EXERCISE AIM: Please return every line in the following data that includes the string "reference".

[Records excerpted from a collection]
================

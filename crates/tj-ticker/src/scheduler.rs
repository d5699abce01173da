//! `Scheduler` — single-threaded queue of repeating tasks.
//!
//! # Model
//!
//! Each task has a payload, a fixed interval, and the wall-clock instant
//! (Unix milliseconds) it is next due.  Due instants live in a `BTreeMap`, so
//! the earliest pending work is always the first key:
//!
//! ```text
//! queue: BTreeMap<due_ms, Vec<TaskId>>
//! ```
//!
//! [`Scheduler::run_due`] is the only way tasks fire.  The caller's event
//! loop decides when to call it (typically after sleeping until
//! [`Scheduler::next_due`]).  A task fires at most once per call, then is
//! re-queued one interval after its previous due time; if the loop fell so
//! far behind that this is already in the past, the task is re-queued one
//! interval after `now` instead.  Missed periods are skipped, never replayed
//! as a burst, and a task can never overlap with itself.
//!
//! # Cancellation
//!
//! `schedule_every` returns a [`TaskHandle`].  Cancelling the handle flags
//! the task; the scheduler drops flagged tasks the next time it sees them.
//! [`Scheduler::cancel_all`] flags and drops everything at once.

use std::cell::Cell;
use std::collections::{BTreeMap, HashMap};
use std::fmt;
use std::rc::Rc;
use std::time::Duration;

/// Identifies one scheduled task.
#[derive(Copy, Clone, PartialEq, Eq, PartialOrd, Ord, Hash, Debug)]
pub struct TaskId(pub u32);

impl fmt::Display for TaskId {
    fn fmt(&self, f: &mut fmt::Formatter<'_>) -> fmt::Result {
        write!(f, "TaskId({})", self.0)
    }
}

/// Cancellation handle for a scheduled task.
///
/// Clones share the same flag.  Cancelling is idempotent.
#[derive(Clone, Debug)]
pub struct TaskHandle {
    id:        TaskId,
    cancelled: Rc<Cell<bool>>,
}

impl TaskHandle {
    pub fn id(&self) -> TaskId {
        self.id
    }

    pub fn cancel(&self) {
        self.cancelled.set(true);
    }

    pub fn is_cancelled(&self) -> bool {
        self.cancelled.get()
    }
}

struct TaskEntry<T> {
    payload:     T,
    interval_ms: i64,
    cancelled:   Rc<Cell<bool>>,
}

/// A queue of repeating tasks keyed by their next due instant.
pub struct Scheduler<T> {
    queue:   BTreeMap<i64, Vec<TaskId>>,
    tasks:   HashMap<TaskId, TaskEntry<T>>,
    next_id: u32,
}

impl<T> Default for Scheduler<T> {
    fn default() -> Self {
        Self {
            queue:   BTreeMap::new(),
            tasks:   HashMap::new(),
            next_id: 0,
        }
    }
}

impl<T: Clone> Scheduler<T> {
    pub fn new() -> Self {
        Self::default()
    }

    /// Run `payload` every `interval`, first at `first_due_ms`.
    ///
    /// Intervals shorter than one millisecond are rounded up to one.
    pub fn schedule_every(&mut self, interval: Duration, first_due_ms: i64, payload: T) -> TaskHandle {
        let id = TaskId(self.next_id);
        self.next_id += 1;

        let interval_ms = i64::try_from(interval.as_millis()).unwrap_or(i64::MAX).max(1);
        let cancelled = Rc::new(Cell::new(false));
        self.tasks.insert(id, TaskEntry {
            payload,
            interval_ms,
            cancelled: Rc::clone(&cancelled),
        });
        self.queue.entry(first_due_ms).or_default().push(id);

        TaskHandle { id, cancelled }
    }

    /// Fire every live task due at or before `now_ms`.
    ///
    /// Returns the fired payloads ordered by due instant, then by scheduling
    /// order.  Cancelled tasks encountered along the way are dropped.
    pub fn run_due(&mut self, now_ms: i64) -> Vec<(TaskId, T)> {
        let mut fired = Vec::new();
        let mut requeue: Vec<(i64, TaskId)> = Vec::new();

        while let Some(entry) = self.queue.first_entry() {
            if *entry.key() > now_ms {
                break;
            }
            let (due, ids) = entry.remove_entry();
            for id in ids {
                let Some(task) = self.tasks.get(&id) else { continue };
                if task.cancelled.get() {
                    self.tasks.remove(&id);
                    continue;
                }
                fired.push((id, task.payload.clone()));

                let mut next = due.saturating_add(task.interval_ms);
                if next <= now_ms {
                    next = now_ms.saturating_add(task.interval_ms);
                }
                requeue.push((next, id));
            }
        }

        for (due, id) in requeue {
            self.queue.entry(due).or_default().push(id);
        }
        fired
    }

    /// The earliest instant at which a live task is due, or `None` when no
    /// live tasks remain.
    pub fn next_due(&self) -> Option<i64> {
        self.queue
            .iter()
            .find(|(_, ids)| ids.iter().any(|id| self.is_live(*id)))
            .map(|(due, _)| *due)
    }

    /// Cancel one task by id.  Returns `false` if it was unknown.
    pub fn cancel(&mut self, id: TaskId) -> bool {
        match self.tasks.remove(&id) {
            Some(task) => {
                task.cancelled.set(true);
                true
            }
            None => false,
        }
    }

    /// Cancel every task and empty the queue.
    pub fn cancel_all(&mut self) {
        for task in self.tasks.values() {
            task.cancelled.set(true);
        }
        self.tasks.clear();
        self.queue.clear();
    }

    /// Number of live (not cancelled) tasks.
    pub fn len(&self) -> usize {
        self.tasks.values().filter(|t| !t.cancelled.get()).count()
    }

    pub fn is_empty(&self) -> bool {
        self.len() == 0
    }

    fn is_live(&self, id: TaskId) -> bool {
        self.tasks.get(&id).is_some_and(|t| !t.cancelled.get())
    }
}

================

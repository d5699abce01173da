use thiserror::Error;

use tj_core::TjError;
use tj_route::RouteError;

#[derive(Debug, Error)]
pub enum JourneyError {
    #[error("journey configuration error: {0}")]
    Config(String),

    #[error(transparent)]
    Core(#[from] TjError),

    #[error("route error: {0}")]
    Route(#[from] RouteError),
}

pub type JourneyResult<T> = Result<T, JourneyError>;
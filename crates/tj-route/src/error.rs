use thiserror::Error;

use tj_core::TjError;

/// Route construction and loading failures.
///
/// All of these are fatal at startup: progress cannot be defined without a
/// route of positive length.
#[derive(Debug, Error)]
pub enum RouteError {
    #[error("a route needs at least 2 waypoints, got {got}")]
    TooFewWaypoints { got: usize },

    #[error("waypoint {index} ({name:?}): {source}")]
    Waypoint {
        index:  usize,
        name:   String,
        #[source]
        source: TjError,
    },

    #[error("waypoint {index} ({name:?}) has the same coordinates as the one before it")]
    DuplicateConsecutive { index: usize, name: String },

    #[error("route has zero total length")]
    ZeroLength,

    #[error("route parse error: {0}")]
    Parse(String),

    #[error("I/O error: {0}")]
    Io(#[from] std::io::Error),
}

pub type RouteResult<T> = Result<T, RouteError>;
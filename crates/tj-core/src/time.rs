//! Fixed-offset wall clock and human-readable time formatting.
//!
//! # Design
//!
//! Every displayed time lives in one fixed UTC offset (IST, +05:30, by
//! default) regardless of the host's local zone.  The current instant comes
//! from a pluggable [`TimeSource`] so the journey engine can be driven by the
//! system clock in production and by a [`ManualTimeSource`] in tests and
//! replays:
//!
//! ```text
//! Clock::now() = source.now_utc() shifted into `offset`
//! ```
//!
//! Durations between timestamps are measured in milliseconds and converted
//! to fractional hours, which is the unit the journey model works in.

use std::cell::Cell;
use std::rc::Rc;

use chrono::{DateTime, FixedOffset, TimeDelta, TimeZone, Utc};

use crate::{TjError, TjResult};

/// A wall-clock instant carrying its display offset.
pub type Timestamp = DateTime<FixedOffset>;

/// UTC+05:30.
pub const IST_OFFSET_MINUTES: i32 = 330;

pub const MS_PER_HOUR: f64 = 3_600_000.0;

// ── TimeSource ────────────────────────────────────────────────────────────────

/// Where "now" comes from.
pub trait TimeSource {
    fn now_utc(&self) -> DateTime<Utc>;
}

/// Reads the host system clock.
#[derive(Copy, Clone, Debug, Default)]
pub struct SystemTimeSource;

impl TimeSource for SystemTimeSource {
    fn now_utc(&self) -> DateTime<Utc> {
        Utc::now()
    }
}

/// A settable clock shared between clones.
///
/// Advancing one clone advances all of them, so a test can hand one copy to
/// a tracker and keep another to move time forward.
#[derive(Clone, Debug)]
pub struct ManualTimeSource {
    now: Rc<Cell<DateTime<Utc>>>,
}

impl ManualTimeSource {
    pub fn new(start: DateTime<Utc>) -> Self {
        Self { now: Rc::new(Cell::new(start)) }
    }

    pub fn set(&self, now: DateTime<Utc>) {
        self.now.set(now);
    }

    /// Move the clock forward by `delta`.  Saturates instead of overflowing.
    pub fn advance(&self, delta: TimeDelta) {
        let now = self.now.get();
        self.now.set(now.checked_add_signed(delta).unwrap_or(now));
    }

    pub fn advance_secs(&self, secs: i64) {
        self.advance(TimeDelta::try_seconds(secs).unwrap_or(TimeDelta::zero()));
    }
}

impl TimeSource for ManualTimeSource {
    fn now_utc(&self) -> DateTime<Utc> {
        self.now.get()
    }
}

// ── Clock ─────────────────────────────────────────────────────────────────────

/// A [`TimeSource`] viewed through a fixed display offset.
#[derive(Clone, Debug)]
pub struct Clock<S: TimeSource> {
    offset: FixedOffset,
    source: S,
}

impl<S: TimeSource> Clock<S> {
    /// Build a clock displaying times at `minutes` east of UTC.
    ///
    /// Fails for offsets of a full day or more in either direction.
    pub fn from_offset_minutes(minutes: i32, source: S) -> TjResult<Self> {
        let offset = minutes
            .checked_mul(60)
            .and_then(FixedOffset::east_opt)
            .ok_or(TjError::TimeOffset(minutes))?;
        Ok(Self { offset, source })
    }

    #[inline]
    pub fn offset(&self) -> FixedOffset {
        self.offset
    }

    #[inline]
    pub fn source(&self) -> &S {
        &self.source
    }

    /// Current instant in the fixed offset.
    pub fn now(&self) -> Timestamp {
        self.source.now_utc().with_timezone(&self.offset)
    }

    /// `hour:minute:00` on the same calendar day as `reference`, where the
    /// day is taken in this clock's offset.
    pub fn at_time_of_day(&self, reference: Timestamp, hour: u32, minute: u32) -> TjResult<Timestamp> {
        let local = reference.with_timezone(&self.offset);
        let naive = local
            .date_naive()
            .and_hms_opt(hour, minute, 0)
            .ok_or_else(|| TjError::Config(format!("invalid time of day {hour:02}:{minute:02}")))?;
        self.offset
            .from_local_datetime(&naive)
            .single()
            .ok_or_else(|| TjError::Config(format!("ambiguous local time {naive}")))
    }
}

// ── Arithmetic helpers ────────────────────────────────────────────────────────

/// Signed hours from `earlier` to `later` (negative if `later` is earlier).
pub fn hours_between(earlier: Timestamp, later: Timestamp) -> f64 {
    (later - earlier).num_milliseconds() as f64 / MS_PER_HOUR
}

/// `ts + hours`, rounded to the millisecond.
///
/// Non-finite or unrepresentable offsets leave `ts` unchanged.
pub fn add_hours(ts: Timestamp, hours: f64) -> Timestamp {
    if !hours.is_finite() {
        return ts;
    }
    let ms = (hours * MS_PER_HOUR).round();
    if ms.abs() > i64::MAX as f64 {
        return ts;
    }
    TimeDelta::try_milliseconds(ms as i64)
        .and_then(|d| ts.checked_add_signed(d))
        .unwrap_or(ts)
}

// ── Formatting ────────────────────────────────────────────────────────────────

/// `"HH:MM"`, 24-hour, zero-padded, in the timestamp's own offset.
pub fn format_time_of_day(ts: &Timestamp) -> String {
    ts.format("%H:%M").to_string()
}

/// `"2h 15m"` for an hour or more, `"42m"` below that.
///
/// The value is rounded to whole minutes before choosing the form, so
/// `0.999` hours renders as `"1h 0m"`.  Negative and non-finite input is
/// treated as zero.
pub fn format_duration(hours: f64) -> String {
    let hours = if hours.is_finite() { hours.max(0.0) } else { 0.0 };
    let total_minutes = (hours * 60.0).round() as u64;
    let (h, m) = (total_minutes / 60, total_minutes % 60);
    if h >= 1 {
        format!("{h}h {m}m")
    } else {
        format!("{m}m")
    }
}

================

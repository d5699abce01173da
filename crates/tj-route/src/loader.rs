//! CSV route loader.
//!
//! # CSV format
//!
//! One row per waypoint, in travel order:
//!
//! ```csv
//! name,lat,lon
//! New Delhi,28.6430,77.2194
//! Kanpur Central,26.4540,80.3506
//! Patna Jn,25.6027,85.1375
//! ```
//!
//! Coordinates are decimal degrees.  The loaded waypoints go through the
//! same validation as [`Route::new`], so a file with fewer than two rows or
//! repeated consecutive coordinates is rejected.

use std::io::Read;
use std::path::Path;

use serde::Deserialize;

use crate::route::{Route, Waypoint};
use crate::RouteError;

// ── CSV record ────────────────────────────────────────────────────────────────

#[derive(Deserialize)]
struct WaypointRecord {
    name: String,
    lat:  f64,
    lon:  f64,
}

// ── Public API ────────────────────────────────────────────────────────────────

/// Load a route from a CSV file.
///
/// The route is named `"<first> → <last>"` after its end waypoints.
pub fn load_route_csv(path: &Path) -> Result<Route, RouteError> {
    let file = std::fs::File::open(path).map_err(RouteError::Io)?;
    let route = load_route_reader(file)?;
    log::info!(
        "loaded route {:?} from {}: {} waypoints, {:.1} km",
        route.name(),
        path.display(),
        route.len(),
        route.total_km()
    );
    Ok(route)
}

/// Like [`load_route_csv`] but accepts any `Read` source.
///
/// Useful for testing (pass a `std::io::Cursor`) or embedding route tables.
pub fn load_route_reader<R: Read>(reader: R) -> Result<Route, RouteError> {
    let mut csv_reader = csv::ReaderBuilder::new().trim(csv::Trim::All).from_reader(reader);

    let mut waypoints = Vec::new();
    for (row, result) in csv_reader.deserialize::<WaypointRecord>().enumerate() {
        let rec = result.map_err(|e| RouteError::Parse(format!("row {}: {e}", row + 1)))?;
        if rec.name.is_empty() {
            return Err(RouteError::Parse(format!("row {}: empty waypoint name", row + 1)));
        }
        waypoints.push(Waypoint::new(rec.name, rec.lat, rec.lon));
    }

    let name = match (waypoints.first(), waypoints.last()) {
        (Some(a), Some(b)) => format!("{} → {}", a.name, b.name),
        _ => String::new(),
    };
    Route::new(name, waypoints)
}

================

EXERCISE SOLUTION:
    /// `hour:minute:00` on the same calendar day as `reference`, where the
    pub fn at_time_of_day(&self, reference: Timestamp, hour: u32, minute: u32) -> TjResult<Timestamp> {
        let local = reference.with_timezone(&self.offset);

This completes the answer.